On Wed, Mar 16, 2011 at 7:24 AM, Eric H. [email protected]
wrote:
require ‘sinatra’
enough, the time taken for the message to be displayed is proportional to the
Ruby does not know that foo does not exist until you try to call it.
Additional remarks: the file is not properly closed and reading the
whole file in one go is probably also not a good solution. I’d rather
require ‘sinatra’
require ‘nokogiri’
get ‘/’ do
@xml = File.open(‘baz.xml’, ‘rb’) {|io| Nokogiri::XML(io)}
foo()
‘hello’
end
Note, the fact that you read in a large file as one String can
actually be related to your slowness because it might case GC
overhead.
Cheers
robert
On Wed, Mar 16, 2011 at 1:15 PM, Adiel M. [email protected]
wrote:
Ruby does not know that foo does not exist until you try to call it.
minutes.
Not if one does not have the environment installed. Did you try the
suggested change?
Cheers
robert
Hello.
On Wed, Mar 16, 2011 at 03:24:29PM +0900, Eric H. wrote:
Let me see if I have this straight:
If baz.xml is empty it is fast
If baz.xml is large it is slow
If this is true it is because it takes time to parse the XML file before it gets
to foo and discovers that there is no method foo.

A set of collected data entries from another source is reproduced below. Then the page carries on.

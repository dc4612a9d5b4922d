use std::path::PathBuf;
use std::process;

use clap::Parser;
use tracing::{debug, info};
use tracing_subscriber::EnvFilter;

use rangeprune::cli::{Cli, Command, RangeArgs};
use rangeprune::config::Config;
use rangeprune::output;
use rangeprune::prompt::LinePrompt;
use rangeprune::{NumberRange, Pruner};

fn main() {
    let cli = Cli::parse();
    init_tracing(cli.verbose);

    if let Err(e) = run(cli) {
        debug!(error = ?e, "fatal");
        output::print_fatal(&e.to_string());
        process::exit(1);
    }
}

fn init_tracing(verbose: u8) {
    let default_level = match verbose {
        0 => "warn",
        1 => "info",
        _ => "debug",
    };
    tracing_subscriber::fmt()
        .with_writer(std::io::stderr)
        .with_env_filter(
            EnvFilter::try_from_default_env().unwrap_or_else(|_| EnvFilter::new(default_level)),
        )
        .init();
}

fn run(cli: Cli) -> Result<(), Box<dyn std::error::Error>> {
    let config = Config::load_or_default(cli.config.as_deref())?;
    let mut pruner = Pruner::new(LinePrompt::stdin());

    match cli.command {
        None => {
            let (base, range) = resolve(&config, &RangeArgs::default())?;
            info!(base = %base.display(), %range, "default run");
            pruner.preview_then_prune(&base, range)?;
        }
        Some(Command::Scan(args)) => {
            let (base, range) = resolve(&config, &args)?;
            pruner.prune(&base, range, true)?;
        }
        Some(Command::Clean(args)) => {
            let (base, range) = resolve(&config, &args)?;
            pruner.prune(&base, range, false)?;
        }
    }

    Ok(())
}

/// CLI flags win over the config file, which wins over defaults.
fn resolve(config: &Config, args: &RangeArgs) -> std::io::Result<(PathBuf, NumberRange)> {
    let base = match args.path.clone().or_else(|| config.general.base_dir.clone()) {
        Some(path) => path,
        None => std::env::current_dir()?,
    };
    let range = NumberRange::new(
        args.start.unwrap_or(config.range.start),
        args.end.unwrap_or(config.range.end),
    );
    Ok((base, range))
}
//! Remove numbered directories within an inclusive range, with a dry-run
//! preview and an interactive confirmation before anything is deleted.

pub mod cli;
pub mod config;
pub mod error;
pub mod output;
pub mod prompt;
pub mod pruner;
pub mod selection;
pub mod utils;

pub use error::{ConfigError, PruneError};
pub use pruner::{prune, Phase, Preview, PruneOutcome, PruneReport, Pruner};
pub use selection::{Candidate, NumberRange, Selection};
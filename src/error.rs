use std::path::PathBuf;

use thiserror::Error;

/// Fatal errors for a prune invocation. Per-directory removal failures are
/// not here; they are collected in [`crate::pruner::PruneReport`].
#[derive(Debug, Error)]
pub enum PruneError {
    #[error("cannot read base directory {}: {source}", path.display())]
    Access {
        path: PathBuf,
        #[source]
        source: std::io::Error,
    },

    #[error("failed to read confirmation: {0}")]
    Prompt(#[from] std::io::Error),
}

#[derive(Debug, Error)]
pub enum ConfigError {
    #[error("failed to read config {}: {source}", path.display())]
    Read {
        path: PathBuf,
        #[source]
        source: std::io::Error,
    },

    #[error("invalid config {}: {source}", path.display())]
    Parse {
        path: PathBuf,
        #[source]
        source: toml::de::Error,
    },
}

Ruby does not know that foo does not exist until you try to call it.
The thing is: if method foo is not called at all, and thus no exception
is
raised, the resulting web page is shown quickly enough. Nokogiri is
pretty fast
at parsing XML files.
It only takes long when the inexistent method foo() is called and the
pogram
tries to print the exception message.
Yes, I know this is very, very weird. Can anybody try to reproduce
this bug?
The code snippet is very simple and it shouldn’t take more than a couple
minutes.
Thanks for the reply.
Hi, I discovered what’s causing the problem.
Ruby’s function name_err_mesg_to_str (file error.c, line 929, SVN
snapshot),
which produces the dreaded message, proceeds as follows:
-
It converts the object that does not possess the method in question
to a
string, by calling #inspect;
-
If it doesn’t like that string (i.e., if it’s nil or is bigger than
65
characters), then it creates a simpler representation and use it
instead.
In other words, if you happen to call a method on an object that doesn’t
define
to_s but that does contain a lot of data, then calling an undefined
method and
trying to print the resulting exception’s message will take a long time
because
all the data in the object will have to be converted to a string – just
to be
discarded.
Maybe in a case like this the message should always return the simpler
representation of the object instead of calling to_s?
Hello.
On Wed, Mar 16, 2011 at 09:08:42PM +0900, Robert K. wrote:
Note, the fact that you read in a large file as one String can
actually be related to your slowness because it might case GC
overhead.
That is indeed a better way to read the file, thanks for pointing it
out.
The same problem happens with the code you suggested, however.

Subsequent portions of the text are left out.